▸ Work order: Copy every entry. Do not alter a single word.

· · · ·

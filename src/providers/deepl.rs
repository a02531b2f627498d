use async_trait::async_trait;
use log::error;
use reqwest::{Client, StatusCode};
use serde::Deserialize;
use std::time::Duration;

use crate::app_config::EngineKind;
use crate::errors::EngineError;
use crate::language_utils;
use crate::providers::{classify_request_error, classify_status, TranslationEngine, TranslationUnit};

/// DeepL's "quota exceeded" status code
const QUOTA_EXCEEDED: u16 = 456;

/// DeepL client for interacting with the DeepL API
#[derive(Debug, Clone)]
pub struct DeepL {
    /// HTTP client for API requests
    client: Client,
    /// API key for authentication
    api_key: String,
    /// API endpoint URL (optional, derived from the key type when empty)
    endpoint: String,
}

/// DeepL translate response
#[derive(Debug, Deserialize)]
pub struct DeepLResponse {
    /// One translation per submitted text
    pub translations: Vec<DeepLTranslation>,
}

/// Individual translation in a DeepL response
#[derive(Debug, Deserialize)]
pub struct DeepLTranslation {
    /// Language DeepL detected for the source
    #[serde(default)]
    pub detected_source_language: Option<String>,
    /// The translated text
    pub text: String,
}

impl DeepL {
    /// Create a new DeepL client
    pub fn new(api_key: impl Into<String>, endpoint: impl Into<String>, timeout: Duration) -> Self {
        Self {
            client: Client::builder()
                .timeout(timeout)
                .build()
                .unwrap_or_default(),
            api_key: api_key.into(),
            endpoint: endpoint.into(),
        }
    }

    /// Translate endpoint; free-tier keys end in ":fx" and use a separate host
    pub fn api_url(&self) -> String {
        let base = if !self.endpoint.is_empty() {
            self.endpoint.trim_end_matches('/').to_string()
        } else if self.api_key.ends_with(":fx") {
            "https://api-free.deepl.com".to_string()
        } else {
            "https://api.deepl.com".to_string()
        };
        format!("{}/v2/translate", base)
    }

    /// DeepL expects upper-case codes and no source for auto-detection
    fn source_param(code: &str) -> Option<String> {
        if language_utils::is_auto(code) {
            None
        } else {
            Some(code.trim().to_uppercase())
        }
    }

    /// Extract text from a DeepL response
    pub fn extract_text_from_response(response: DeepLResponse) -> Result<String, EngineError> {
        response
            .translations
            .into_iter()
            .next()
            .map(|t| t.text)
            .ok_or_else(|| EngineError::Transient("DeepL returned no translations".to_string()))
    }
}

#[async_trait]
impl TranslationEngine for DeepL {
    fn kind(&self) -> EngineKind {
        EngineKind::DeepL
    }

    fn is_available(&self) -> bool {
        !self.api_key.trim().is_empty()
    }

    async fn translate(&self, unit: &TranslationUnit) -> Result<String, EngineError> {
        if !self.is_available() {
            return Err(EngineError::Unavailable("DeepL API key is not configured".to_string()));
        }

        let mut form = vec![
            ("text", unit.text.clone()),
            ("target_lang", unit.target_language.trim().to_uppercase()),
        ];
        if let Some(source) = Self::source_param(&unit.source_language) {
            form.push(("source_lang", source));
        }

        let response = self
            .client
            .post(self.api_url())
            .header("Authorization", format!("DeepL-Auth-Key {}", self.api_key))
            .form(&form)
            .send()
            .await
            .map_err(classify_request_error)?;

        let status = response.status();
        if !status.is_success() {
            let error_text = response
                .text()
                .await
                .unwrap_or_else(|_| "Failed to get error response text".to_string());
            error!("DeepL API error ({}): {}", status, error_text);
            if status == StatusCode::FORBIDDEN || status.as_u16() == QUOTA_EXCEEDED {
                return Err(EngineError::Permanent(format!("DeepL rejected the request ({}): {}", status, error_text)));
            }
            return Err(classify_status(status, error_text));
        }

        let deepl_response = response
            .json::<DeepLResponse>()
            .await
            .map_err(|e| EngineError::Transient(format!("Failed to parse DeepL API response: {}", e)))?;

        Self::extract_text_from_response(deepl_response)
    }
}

· · · ·

▸ Task output:
filename src/providers/deepl.rs
repository a02531b2f627498d
use async_trait::async_trait;
use log::error;
use reqwest::{Client, StatusCode};
use serde::Deserialize;
use std::time::Duration;

use crate::app_config::EngineKind;
use crate::errors::EngineError;
use crate::language_utils;
use crate::providers::{classify_request_error, classify_status, TranslationEngine, TranslationUnit};

/// DeepL's "quota exceeded" status code
const QUOTA_EXCEEDED: u16 = 456;

/// DeepL client for interacting with the DeepL API
#[derive(Debug, Clone)]
pub struct DeepL {
    /// HTTP client for API requests
    client: Client,
    /// API key for authentication
    api_key: String,
    /// API endpoint URL (optional, derived from the key type when empty)
    endpoint: String,
}

/// DeepL translate response
#[derive(Debug, Deserialize)]
pub struct DeepLResponse {
    /// One translation per submitted text
    pub translations: Vec<DeepLTranslation>,
}

/// Individual translation in a DeepL response
#[derive(Debug, Deserialize)]
pub struct DeepLTranslation {
    /// Language DeepL detected for the source
    #[serde(default)]
    pub detected_source_language: Option<String>,
    /// The translated text
    pub text: String,
}

impl DeepL {
    /// Create a new DeepL client
    pub fn new(api_key: impl Into<String>, endpoint: impl Into<String>, timeout: Duration) -> Self {
        Self {
            client: Client::builder()
                .timeout(timeout)
                .build()
                .unwrap_or_default(),
            api_key: api_key.into(),
            endpoint: endpoint.into(),
        }
    }

    /// Translate endpoint; free-tier keys end in ":fx" and use a separate host
    pub fn api_url(&self) -> String {
        let base = if !self.endpoint.is_empty() {
            self.endpoint.trim_end_matches('/').to_string()
        } else if self.api_key.ends_with(":fx") {
            "https://api-free.deepl.com".to_string()
        } else {
            "https://api.deepl.com".to_string()
        };
        format!("{}/v2/translate", base)
    }

    /// DeepL expects upper-case codes and no source for auto-detection
    fn source_param(code: &str) -> Option<String> {
        if language_utils::is_auto(code) {
            None
        } else {
            Some(code.trim().to_uppercase())
        }
    }

    /// Extract text from a DeepL response
    pub fn extract_text_from_response(response: DeepLResponse) -> Result<String, EngineError> {
        response
            .translations
            .into_iter()
            .next()
            .map(|t| t.text)
            .ok_or_else(|| EngineError::Transient("DeepL returned no translations".to_string()))
    }
}

#[async_trait]
impl TranslationEngine for DeepL {
    fn kind(&self) -> EngineKind {
        EngineKind::DeepL
    }

    fn is_available(&self) -> bool {
        !self.api_key.trim().is_empty()
    }

    async fn translate(&self, unit: &TranslationUnit) -> Result<String, EngineError> {
        if !self.is_available() {
            return Err(EngineError::Unavailable("DeepL API key is not configured".to_string()));
        }

        let mut form = vec![
            ("text", unit.text.clone()),
            ("target_lang", unit.target_language.trim().to_uppercase()),
        ];
        if let Some(source) = Self::source_param(&unit.source_language) {
            form.push(("source_lang", source));
        }

        let response = self
            .client
            .post(self.api_url())
            .header("Authorization", format!("DeepL-Auth-Key {}", self.api_key))
            .form(&form)
            .send()
            .await
            .map_err(classify_request_error)?;

        let status = response.status();
        if !status.is_success() {
            let error_text = response
                .text()
                .await
                .unwrap_or_else(|_| "Failed to get error response text".to_string());
            error!("DeepL API error ({}): {}", status, error_text);
            if status == StatusCode::FORBIDDEN || status.as_u16() == QUOTA_EXCEEDED {
                return Err(EngineError::Permanent(format!("DeepL rejected the request ({}): {}", status, error_text)));
            }
            return Err(classify_status(status, error_text));
        }

        let deepl_response = response
            .json::<DeepLResponse>()
            .await
            .map_err(|e| EngineError::Transient(format!("Failed to parse DeepL API response: {}", e)))?;

        Self::extract_text_from_response(deepl_response)
    }
}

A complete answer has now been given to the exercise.